(Exercise data)

//! List-mutation handlers.
//!
//! Each handler disables its triggering control for the duration of exactly
//! one request (the in-flight set), applies the UI effect only on confirmed
//! success, and re-enables the control on every exit path. The set is
//! interior-mutable so a second trigger arriving while an earlier call is
//! still awaiting sees the id claimed and is ignored. No retries: a failure
//! surfaces a blocking notice and leaves prior state intact.

use std::collections::HashSet;
use std::sync::Mutex;

use minori_api::types::{Ack, AnimeSummary, ToggleOutcome};
use minori_api::CatalogService;

use crate::watchlist::WatchList;

pub const CONNECTION_ERROR: &str = "Ошибка соединения с сервером";
pub const UPDATE_ERROR: &str = "Ошибка при обновлении";
pub const DELETE_ERROR: &str = "Ошибка при удалении";
pub const TOGGLE_ERROR: &str = "Не удалось добавить в список";
pub const NSFW_SAVED: &str = "Настройки 18+ обновлены!";

/// What the UI should do after a handler completes.
#[derive(Debug, Clone, PartialEq, Eq)]
pub enum MutationOutcome {
    /// Toggle confirmed; flip the button face to the new membership state.
    Toggled { in_list: bool },
    /// Edit confirmed; no visual change beyond the control's own state.
    Updated,
    /// Delete confirmed; remove the card element.
    Deleted,
    /// NSFW flag saved server-side; show the confirmation notice.
    NsfwSaved,
    /// The control was already busy with an earlier request; ignored.
    Busy,
    /// Blocking notice; prior state intact.
    Failed(String),
}

#[derive(Debug, Default)]
pub struct ListMutations {
    in_flight: Mutex<HashSet<u64>>,
}

impl ListMutations {
    pub fn new() -> Self {
        Self::default()
    }

    pub fn is_busy(&self, id: u64) -> bool {
        self.in_flight.lock().unwrap().contains(&id)
    }

    fn claim(&self, id: u64) -> bool {
        self.in_flight.lock().unwrap().insert(id)
    }

    fn release(&self, id: u64) {
        self.in_flight.lock().unwrap().remove(&id);
    }

    /// Add or remove one title. The watch-list cache is updated only after
    /// the server confirmed the toggle.
    pub async fn toggle<S: CatalogService>(
        &self,
        service: &S,
        watchlist: &mut WatchList,
        anime: &AnimeSummary,
    ) -> MutationOutcome {
        let id = anime.mal_id;
        if !self.claim(id) {
            return MutationOutcome::Busy;
        }
        let result = service.toggle_list(anime).await;
        self.release(id);

        match result {
            Ok(ToggleOutcome::Added) => {
                watchlist.insert(id);
                MutationOutcome::Toggled { in_list: true }
            }
            Ok(ToggleOutcome::Removed) => {
                watchlist.remove(id);
                MutationOutcome::Toggled { in_list: false }
            }
            Err(e) => {
                tracing::warn!(id, error = %e, "toggle failed");
                MutationOutcome::Failed(TOGGLE_ERROR.to_string())
            }
        }
    }

    pub async fn set_status<S: CatalogService>(
        &self,
        service: &S,
        id: u64,
        status: &str,
    ) -> MutationOutcome {
        if !self.claim(id) {
            return MutationOutcome::Busy;
        }
        let result = service.update_status(id, status).await;
        self.release(id);
        ack_outcome(result, UPDATE_ERROR)
    }

    /// `None` clears the score.
    pub async fn set_score<S: CatalogService>(
        &self,
        service: &S,
        id: u64,
        score: Option<u8>,
    ) -> MutationOutcome {
        if !self.claim(id) {
            return MutationOutcome::Busy;
        }
        let result = service.update_score(id, score).await;
        self.release(id);
        ack_outcome(result, UPDATE_ERROR)
    }

    pub async fn set_privacy<S: CatalogService>(
        &self,
        service: &S,
        id: u64,
        is_private: bool,
    ) -> MutationOutcome {
        if !self.claim(id) {
            return MutationOutcome::Busy;
        }
        let result = service.update_privacy(id, is_private).await;
        self.release(id);
        ack_outcome(result, UPDATE_ERROR)
    }

    pub async fn set_comment<S: CatalogService>(
        &self,
        service: &S,
        id: u64,
        comment: &str,
    ) -> MutationOutcome {
        if !self.claim(id) {
            return MutationOutcome::Busy;
        }
        let result = service.update_comment(id, comment).await;
        self.release(id);
        ack_outcome(result, UPDATE_ERROR)
    }

    /// The card is removed only after server confirmation.
    pub async fn delete<S: CatalogService>(&self, service: &S, id: u64) -> MutationOutcome {
        if !self.claim(id) {
            return MutationOutcome::Busy;
        }
        let result = service.delete_from_list(id).await;
        self.release(id);
        match ack_outcome(result, DELETE_ERROR) {
            MutationOutcome::Updated => MutationOutcome::Deleted,
            other => other,
        }
    }

    /// Push the NSFW flag to the server for an authenticated user.
    pub async fn push_nsfw<S: CatalogService>(
        &self,
        service: &S,
        allowed: bool,
    ) -> MutationOutcome {
        match service.set_nsfw(allowed).await {
            Ok(ack) if ack.success => MutationOutcome::NsfwSaved,
            Ok(ack) => MutationOutcome::Failed(
                ack.error.unwrap_or_else(|| UPDATE_ERROR.to_string()),
            ),
            Err(e) => {
                tracing::warn!(error = %e, "set_nsfw failed");
                MutationOutcome::Failed(CONNECTION_ERROR.to_string())
            }
        }
    }
}

fn ack_outcome<E: std::error::Error>(result: Result<Ack, E>, failure: &str) -> MutationOutcome {
    match result {
        Ok(ack) if ack.success => MutationOutcome::Updated,
        Ok(ack) => {
            if let Some(error) = ack.error {
                tracing::warn!(error, "mutation refused");
            }
            MutationOutcome::Failed(failure.to_string())
        }
        Err(e) => {
            tracing::warn!(error = %e, "mutation request failed");
            MutationOutcome::Failed(CONNECTION_ERROR.to_string())
        }
    }
}

#[cfg(test)]
mod tests {
    use super::*;
    use crate::testutil::{summary, FakeCatalog, FakeError};

    #[tokio::test]
    async fn toggle_round_trip_restores_membership() {
        let service = FakeCatalog::default();
        service.script_toggle(Ok(ToggleOutcome::Added));
        service.script_toggle(Ok(ToggleOutcome::Removed));

        let handlers = ListMutations::new();
        let mut watchlist = WatchList::new();
        let anime = summary(20, "Naruto");

        let first = handlers.toggle(&service, &mut watchlist, &anime).await;
        assert_eq!(first, MutationOutcome::Toggled { in_list: true });
        assert!(watchlist.contains(20));

        let second = handlers.toggle(&service, &mut watchlist, &anime).await;
        assert_eq!(second, MutationOutcome::Toggled { in_list: false });
        assert!(!watchlist.contains(20));
    }

    #[tokio::test]
    async fn toggle_failure_leaves_cache_untouched() {
        let service = FakeCatalog::default();
        service.script_toggle(Err(FakeError));

        let handlers = ListMutations::new();
        let mut watchlist = WatchList::new();
        watchlist.insert(20);

        let outcome = handlers
            .toggle(&service, &mut watchlist, &summary(20, "Naruto"))
            .await;
        assert_eq!(outcome, MutationOutcome::Failed(TOGGLE_ERROR.into()));
        assert!(watchlist.contains(20));
        // Control is re-enabled after the failure.
        assert!(!handlers.is_busy(20));
    }

    #[tokio::test]
    async fn second_trigger_while_in_flight_is_ignored() {
        let service = FakeCatalog::default();
        let gate = service.hold_next_mutation();
        service.script_ack(Ok(Ack {
            success: true,
            error: None,
        }));

        let handlers = ListMutations::new();
        let mut watchlist = WatchList::new();
        let anime = summary(20, "Naruto");

        // The first call parks inside the request; the second fires while
        // the id is still claimed and must be ignored without touching the
        // service or the cache.
        let slow = handlers.set_status(&service, 20, "watching");
        let retry = async {
            let outcome = handlers.toggle(&service, &mut watchlist, &anime).await;
            gate.notify_one();
            outcome
        };
        let (first, second) = tokio::join!(slow, retry);

        assert_eq!(first, MutationOutcome::Updated);
        assert_eq!(second, MutationOutcome::Busy);
        assert!(watchlist.is_empty());
        // The id is released once the slow call completes.
        assert!(!handlers.is_busy(20));
    }

    #[tokio::test]
    async fn update_distinguishes_refusal_from_transport_failure() {
        let service = FakeCatalog::default();
        service.script_ack(Ok(Ack {
            success: false,
            error: Some("Anime not found".into()),
        }));
        service.script_ack(Err(FakeError));

        let handlers = ListMutations::new();
        let refused = handlers.set_status(&service, 7, "watching").await;
        assert_eq!(refused, MutationOutcome::Failed(UPDATE_ERROR.into()));

        let offline = handlers.set_score(&service, 7, Some(9)).await;
        assert_eq!(offline, MutationOutcome::Failed(CONNECTION_ERROR.into()));
    }

    #[tokio::test]
    async fn delete_removes_card_only_on_confirmation() {
        let service = FakeCatalog::default();
        service.script_ack(Ok(Ack {
            success: true,
            error: None,
        }));
        service.script_ack(Ok(Ack {
            success: false,
            error: None,
        }));

        let handlers = ListMutations::new();
        assert_eq!(
            handlers.delete(&service, 1).await,
            MutationOutcome::Deleted
        );
        assert_eq!(
            handlers.delete(&service, 2).await,
            MutationOutcome::Failed(DELETE_ERROR.into())
        );
    }

    #[tokio::test]
    async fn nsfw_push_reports_confirmation() {
        let service = FakeCatalog::default();
        service.script_ack(Ok(Ack {
            success: true,
            error: None,
        }));

        let handlers = ListMutations::new();
        assert_eq!(
            handlers.push_nsfw(&service, true).await,
            MutationOutcome::NsfwSaved
        );
    }
}
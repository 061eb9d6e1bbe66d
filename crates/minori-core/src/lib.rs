//! Presentation-state layer for the anime catalog client.
//!
//! Ties search input, curated rankings, filters, sort order, NSFW gating,
//! and server-driven pagination together into consistent view state. The
//! controller owns all of it explicitly, with no ambient shared state, and
//! talks to the backend only through `minori_api::CatalogService`.

pub mod debounce;
pub mod format;
pub mod modal;
pub mod mutations;
pub mod prefs;
pub mod query;
pub mod render;
pub mod watchlist;

#[cfg(test)]
pub(crate) mod testutil;

pub use debounce::Debouncer;
pub use modal::ModalViewer;
pub use mutations::ListMutations;
pub use prefs::{PrefStore, Theme};
pub use query::{PageConfig, QueryController};
pub use watchlist::WatchList;
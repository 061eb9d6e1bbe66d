//! HTTP client for the anime catalog backend.
//!
//! The backend exposes a small JSON API (search, curated rankings, filtered
//! random draws, per-title detail, and the authenticated user's list
//! mutations). Everything network-facing lives here; presentation state is
//! built on top of the [`traits::CatalogService`] abstraction so it never
//! touches `reqwest` directly.

pub mod client;
pub mod error;
pub mod request;
pub mod traits;
pub mod types;

pub use client::CatalogClient;
pub use error::ApiError;
pub use request::{CuratedKind, FilterSet, PageRequest, SortKey, LIST_PAGE_SIZE, RANDOM_PAGE_SIZE};
pub use traits::CatalogService;
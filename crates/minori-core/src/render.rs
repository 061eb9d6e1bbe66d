//! Card markup rendering.
//!
//! A pure transform from anime records plus a watch-list snapshot to HTML
//! fragments. No network, no shared state: the add/remove button's initial
//! face is read from the snapshot at render time, once, not per click.
//!
//! Cards carry only a `data-anime-id` attribute; the full record for a
//! clicked card is resolved through [`RenderedPage::lookup`] instead of
//! being round-tripped through the DOM as serialized JSON.

use std::collections::HashMap;
use std::fmt::Write;

use minori_api::types::AnimeSummary;

use crate::format;
use crate::watchlist::WatchList;

/// Fallback poster for records without an image.
pub const NO_IMAGE: &str = "/static/images/no-image.png";

pub const BTN_IN_LIST: &str = "В списке";
pub const BTN_ADD: &str = "В список";

/// Who is looking, and what is already on their list.
#[derive(Debug, Clone, Copy)]
pub struct RenderContext<'a> {
    pub authenticated: bool,
    pub watchlist: &'a WatchList,
}

/// A rendered grid plus the id-to-record index for its cards.
#[derive(Debug, Clone, Default)]
pub struct RenderedPage {
    pub markup: String,
    index: HashMap<u64, AnimeSummary>,
}

impl RenderedPage {
    /// Resolve a clicked card back to its record. Unknown ids are logged
    /// and ignored rather than surfaced as errors.
    pub fn lookup(&self, id: u64) -> Option<&AnimeSummary> {
        let found = self.index.get(&id);
        if found.is_none() {
            tracing::warn!(id, "click on a card with no backing record, ignoring");
        }
        found
    }

    pub fn len(&self) -> usize {
        self.index.len()
    }

    pub fn is_empty(&self) -> bool {
        self.index.is_empty()
    }
}

/// Render a result grid. Deterministic and side-effect free.
pub fn render_page(items: &[AnimeSummary], ctx: &RenderContext<'_>) -> RenderedPage {
    let mut markup = String::new();
    let mut index = HashMap::with_capacity(items.len());

    for anime in items {
        markup.push_str(&render_card(anime, ctx));
        index.insert(anime.mal_id, anime.clone());
    }

    RenderedPage { markup, index }
}

/// The add/remove button face for a membership state.
pub fn button_face(in_list: bool) -> String {
    if in_list {
        format!("<span class=\"btn-icon\">✔</span> {BTN_IN_LIST}")
    } else {
        format!("<span class=\"btn-icon\">➕</span> {BTN_ADD}")
    }
}

fn render_card(anime: &AnimeSummary, ctx: &RenderContext<'_>) -> String {
    let title = escape_html(&anime.title);
    let image = escape_html(anime.image.as_deref().unwrap_or(NO_IMAGE));
    let media_type = escape_html(anime.media_type.as_deref().unwrap_or(format::PLACEHOLDER));
    let year = format::year(anime.start_date.as_deref());
    let score = format::score(anime.score);
    let popularity = format::popularity(anime.popularity);
    let episodes = format::episodes(anime.episodes);
    let synopsis = escape_html(anime.synopsis.as_deref().unwrap_or_default());

    let mut card = String::new();
    let _ = write!(
        card,
        "<div class=\"card\" data-anime-id=\"{id}\">\
         <div class=\"card-image\">\
         <img src=\"{image}\" alt=\"{title}\" loading=\"lazy\">\
         <div class=\"card-badges\">\
         <span class=\"badge badge-type\">{media_type}</span>\
         <span class=\"badge badge-year\">{year}</span>\
         </div></div>\
         <div class=\"card-info\">\
         <div class=\"card-title\">{title}</div>\
         <div class=\"card-stats\">\
         <div class=\"stat\"><span class=\"stat-icon\">⭐</span><span class=\"stat-value\">{score}</span></div>\
         <div class=\"stat\"><span class=\"stat-icon\">👥</span><span class=\"stat-value\">{popularity}</span></div>\
         <div class=\"stat\"><span class=\"stat-icon\">🎬</span><span class=\"stat-value\">{episodes} эп.</span></div>\
         </div>\
         <div class=\"card-synopsis\">{synopsis}</div>",
        id = anime.mal_id,
    );

    if ctx.authenticated {
        let in_list = ctx.watchlist.contains(anime.mal_id);
        let added_class = if in_list { " added" } else { "" };
        let _ = write!(
            card,
            "<button class=\"btn-add{added_class}\">{}</button>",
            button_face(in_list)
        );
    }

    card.push_str("</div></div>");
    card
}

fn escape_html(s: &str) -> String {
    let mut out = String::with_capacity(s.len());
    for c in s.chars() {
        match c {
            '&' => out.push_str("&amp;"),
            '<' => out.push_str("&lt;"),
            '>' => out.push_str("&gt;"),
            '"' => out.push_str("&quot;"),
            '\'' => out.push_str("&#39;"),
            c => out.push(c),
        }
    }
    out
}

(End Exercise data)

Count how many lines in the entries hold "already" and reply with that number alone.

2